- [Exercise materials]:
⁂

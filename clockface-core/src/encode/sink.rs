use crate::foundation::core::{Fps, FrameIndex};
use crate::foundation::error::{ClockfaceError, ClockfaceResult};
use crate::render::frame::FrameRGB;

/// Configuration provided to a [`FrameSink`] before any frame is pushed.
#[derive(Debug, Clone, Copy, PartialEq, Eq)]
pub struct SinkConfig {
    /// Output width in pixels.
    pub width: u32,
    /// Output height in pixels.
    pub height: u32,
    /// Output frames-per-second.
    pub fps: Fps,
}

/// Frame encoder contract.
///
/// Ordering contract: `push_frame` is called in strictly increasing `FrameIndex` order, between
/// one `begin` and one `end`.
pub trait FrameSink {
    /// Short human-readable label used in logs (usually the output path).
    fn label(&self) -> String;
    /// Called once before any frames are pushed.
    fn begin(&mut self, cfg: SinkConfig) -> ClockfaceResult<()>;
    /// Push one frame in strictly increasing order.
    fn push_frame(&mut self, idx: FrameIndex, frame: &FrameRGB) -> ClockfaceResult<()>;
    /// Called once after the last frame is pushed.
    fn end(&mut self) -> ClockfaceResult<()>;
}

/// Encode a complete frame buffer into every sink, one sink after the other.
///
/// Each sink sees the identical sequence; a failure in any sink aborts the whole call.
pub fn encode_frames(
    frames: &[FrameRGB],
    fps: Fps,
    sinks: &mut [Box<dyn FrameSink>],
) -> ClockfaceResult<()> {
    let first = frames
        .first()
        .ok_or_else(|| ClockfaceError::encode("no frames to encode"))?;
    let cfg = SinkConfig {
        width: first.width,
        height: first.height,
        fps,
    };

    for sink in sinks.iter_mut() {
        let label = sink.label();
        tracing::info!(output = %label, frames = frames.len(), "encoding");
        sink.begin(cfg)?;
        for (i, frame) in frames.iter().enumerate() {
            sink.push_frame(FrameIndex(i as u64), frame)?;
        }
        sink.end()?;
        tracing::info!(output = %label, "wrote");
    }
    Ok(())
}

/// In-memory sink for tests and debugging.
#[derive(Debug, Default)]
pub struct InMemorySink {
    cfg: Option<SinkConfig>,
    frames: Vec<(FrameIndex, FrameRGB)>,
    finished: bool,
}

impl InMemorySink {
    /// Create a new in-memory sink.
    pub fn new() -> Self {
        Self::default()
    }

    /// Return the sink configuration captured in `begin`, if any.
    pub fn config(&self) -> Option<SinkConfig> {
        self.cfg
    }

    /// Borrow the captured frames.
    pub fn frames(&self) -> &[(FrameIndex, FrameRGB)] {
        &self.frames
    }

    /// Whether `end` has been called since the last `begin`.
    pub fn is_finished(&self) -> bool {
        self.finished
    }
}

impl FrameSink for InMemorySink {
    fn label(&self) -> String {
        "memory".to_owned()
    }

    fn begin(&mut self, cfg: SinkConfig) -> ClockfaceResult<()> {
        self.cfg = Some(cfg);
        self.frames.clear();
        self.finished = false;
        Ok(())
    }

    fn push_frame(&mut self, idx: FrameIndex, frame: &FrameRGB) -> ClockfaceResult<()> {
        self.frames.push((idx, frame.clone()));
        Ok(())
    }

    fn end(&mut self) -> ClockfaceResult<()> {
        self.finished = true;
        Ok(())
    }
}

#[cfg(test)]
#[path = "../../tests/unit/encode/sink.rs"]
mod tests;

⁂

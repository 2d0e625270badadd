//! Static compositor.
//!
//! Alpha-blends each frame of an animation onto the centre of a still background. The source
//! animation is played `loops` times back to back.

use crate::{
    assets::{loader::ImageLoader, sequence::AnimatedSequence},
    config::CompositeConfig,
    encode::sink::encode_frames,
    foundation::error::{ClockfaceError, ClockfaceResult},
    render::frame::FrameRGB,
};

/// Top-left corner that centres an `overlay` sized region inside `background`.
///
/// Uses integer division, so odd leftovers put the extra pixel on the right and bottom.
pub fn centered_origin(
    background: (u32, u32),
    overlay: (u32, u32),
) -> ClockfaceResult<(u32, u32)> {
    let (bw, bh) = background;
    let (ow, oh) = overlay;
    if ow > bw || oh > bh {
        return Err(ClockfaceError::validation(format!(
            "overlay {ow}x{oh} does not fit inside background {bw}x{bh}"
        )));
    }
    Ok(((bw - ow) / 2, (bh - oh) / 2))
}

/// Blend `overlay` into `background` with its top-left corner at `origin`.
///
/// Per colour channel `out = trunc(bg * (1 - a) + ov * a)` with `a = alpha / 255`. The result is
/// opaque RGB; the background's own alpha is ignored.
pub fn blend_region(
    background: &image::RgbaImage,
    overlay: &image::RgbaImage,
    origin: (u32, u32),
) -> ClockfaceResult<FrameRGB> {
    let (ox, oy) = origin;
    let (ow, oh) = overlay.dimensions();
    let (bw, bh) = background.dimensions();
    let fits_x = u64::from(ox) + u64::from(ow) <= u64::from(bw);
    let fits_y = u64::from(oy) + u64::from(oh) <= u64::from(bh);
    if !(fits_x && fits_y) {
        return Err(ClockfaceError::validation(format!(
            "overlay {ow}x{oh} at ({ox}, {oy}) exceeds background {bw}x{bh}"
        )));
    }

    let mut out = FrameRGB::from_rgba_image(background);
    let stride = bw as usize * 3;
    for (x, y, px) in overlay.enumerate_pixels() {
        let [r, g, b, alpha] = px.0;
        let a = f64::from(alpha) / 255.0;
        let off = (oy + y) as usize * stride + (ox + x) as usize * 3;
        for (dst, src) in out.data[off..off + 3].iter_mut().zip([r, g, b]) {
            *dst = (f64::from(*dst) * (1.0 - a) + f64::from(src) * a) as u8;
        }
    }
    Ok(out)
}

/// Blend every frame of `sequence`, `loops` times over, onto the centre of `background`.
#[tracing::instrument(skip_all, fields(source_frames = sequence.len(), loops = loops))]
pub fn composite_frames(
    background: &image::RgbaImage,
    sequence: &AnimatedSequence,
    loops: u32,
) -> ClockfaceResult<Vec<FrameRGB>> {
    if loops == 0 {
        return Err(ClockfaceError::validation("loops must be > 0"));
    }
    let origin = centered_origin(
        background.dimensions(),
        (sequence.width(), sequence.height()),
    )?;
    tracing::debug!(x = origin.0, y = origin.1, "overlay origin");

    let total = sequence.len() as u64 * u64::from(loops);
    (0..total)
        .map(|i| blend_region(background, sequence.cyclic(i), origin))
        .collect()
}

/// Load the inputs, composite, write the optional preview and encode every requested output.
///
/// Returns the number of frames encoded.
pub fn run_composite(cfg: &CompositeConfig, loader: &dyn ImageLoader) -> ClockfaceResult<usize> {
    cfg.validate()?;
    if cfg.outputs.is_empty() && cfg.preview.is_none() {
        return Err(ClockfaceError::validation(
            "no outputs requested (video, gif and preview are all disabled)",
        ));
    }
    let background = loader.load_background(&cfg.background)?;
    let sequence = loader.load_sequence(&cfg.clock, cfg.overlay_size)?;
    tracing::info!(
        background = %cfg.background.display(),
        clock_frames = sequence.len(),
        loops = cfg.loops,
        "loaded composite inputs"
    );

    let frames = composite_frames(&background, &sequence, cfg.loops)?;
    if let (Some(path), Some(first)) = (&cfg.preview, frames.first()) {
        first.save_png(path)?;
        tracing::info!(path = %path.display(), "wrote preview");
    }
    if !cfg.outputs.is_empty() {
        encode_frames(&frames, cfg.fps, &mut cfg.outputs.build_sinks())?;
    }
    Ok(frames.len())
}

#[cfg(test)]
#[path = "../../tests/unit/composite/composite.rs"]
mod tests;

⁂

Would you count the lines in the data that contain "last" and answer with only the number?

- [Solution below]: 2